Sparen am falschen Ende

Gerlinde Strasdeit, Fraktionsvorsitzende

Steuerflüchtlinge verschieben ungestört Hunderte Milliarden Euro in Steuer-Paradiese. In Schulen, Kitas und Pflegeheimen dagegen wird jeder Euro zweimal rumgedreht. Die Stadtverwaltung Tübingen denkt erstmals nach über einen Einstieg in die Gebührenfreiheit bei Kitas, aber leider noch ohne Konsequenzen. Eltern mit Niedrigeinkommen werden zukünftig bei der Gebührenstaffelung noch mehr belastet. Ein kommunales Übergangsmodell könnte sein: 25 Stunden pro Kind und Monat sind frei, zuerst werden Familien mit geringen und mittleren Einkommen begünstigt.

Die hohen Kitagebühren in Baden-Württemberg sind eine Art Elternsteuer auf die Vorschulerziehung. Jedes sechste Kind in Tübingen ist auf die Kindercard angewiesen. Bildung darf nicht vom Geldbeutel abhängig sein. SPD und CDU haben mehrmals versprochen, die Kitagebühren schrittweise abzuschaffen. Nur die Grünen im Land halten eisern daran fest und verhindern ein gebührenfreies Kitajahr. Das Mindeste in Tübingen wäre, dass Kitas ausgenommen werden vom städtischen Einsparprogramm. Aber das steht nicht auf dem Zettel der Beraterfirma, die für Kostendämpfungsmaßnahmen 50.000 Euro kassiert.

Bei der neuen Gestaltung der Öffnungszeiten hätten wir den Gesamtelternbeirat mit seinen offenen Fragen gerne mehr zu Wort kommen lassen, deshalb haben wir einen Vertagungsantrag gestellt. Immerhin geht es für viele Familien und Alleinerziehende um die Vereinbarkeit von Kinder und Beruf. Was heißt, die Erzieherinnen sollen „effizienter“ eingesetzt werden? Mit dem angeblichen „Chillen von 7 Uhr bis 7.30 Uhr“ bis das erste Kind kommt, soll es vorbei sein, sagt OB Palmer. Fakt ist: die Beschäftigten werden noch mehr ausgepresst. Jetzt sollen sie auch noch Ansprechpartner sein für Ansprüche auf behördliche Sozialleistungen der Eltern. Wir hatten deshalb einen Initiativantrag zur Entlastung der Erzieherinnen eingebracht um mehr praxisintegrierte (PiA) Auszubildende zusätzlich in diesem Jahr einzustellen. In den Kitas müssen Hauswirtschaftskräfte für Essen, Wäsche waschen eingestellt werden, nicht erst ab zwei Ganztagesgruppen. Die seit 2009 gekürzten Verfügungszeiten müssen zurückgenommen werden.

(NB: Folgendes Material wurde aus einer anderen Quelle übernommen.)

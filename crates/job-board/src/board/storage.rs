use serde::Serialize;

use super::error::ValidationError;

/// Largest resume accepted by default (5 MiB).
pub const DEFAULT_RESUME_MAX_BYTES: u64 = 5 * 1024 * 1024;

/// A resume file as received from the applicant.
#[derive(Debug, Clone, PartialEq, Eq)]
pub struct ResumeUpload {
    pub file_name: String,
    pub content_type: String,
    pub bytes: Vec<u8>,
}

impl ResumeUpload {
    pub fn size(&self) -> u64 {
        self.bytes.len() as u64
    }
}

/// Durable location returned by the blob store.
#[derive(Debug, Clone, PartialEq, Eq, Serialize)]
pub struct StoredResume {
    pub url: String,
    pub size: u64,
}

/// Blob-upload capability. Callers validate uploads with [`ResumePolicy`] first.
pub trait ResumeStorage: Send + Sync {
    fn upload(&self, upload: ResumeUpload) -> Result<StoredResume, StorageError>;
}

#[derive(Debug, thiserror::Error)]
pub enum StorageError {
    #[error("upload rejected by storage: {0}")]
    Rejected(String),
    #[error("file storage unavailable: {0}")]
    Unavailable(String),
}

/// Content-type and size gate applied before any storage call.
#[derive(Debug, Clone, Copy, PartialEq, Eq)]
pub struct ResumePolicy {
    max_bytes: u64,
}

impl Default for ResumePolicy {
    fn default() -> Self {
        Self::new(DEFAULT_RESUME_MAX_BYTES)
    }
}

impl ResumePolicy {
    pub fn new(max_bytes: u64) -> Self {
        Self { max_bytes }
    }

    pub fn max_bytes(&self) -> u64 {
        self.max_bytes
    }

    pub fn validate(&self, upload: &ResumeUpload) -> Result<(), ValidationError> {
        check_content_type(&upload.content_type)?;
        if upload.bytes.is_empty() {
            return Err(ValidationError::MissingField("resume"));
        }
        if upload.size() > self.max_bytes {
            return Err(ValidationError::ResumeTooLarge {
                size: upload.size(),
                limit: self.max_bytes,
            });
        }
        Ok(())
    }
}

/// Accepts `application/pdf`, with or without parameters.
pub fn check_content_type(content_type: &str) -> Result<(), ValidationError> {
    match content_type.trim().parse::<mime::Mime>() {
        Ok(parsed) if parsed.essence_str() == mime::APPLICATION_PDF.essence_str() => Ok(()),
        _ => Err(ValidationError::ResumeNotPdf(content_type.to_string())),
    }
}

Hier sind Städte, die keine Gebühren bzw. Ermäßigungen im Kitabereich machen aufgelistet (aus dem Internet – ohne Anspruch auf Vollständigkeit):
In Wiesbaden kostet die Betreuung ab drei Jahren bis zur Einschulung für fünf Stunden ohne Mittagessen keine Gebühr, für eine Betreuung von höchstens neun Stunden am Tag werden 160 Euro fällig. In Rheinland-Pfalz haben alle Kinder vom zweiten Lebensjahr Anspruch auf einen kostenfreien Kitaplatz. In Hamburg ist eine fünfstündige Betreuung von der Geburt bis zur Einschulung beitragsfrei. Bayern gibt einen Zuschuss monatlich von 100 Euro für Kinder ein Jahr vor der Einschulung. Im reichen Baden-Württemberg grün-schwarz regiert, rührt sich nichts. Die Stadt Heilbronn ist einsame Spitze. Seit 2008 werden keine Gebühren verlangt. Geringverdiener mit einem Kind können in Städten wie Hanau, Kassel, Kaiserlautern, Trier, Ingolstadt, Würzburg, Stuttgart und Villingen-Schwenningen ganz kostenfrei in die Kita, mit zwei Kindern ist zudem auch in Oldenburg, Wilhelmshaven, Rostock, Schwerin, Chemnitz, Dresden, Karlsruhe und Fürth der Kindergartenplatz kostenlos.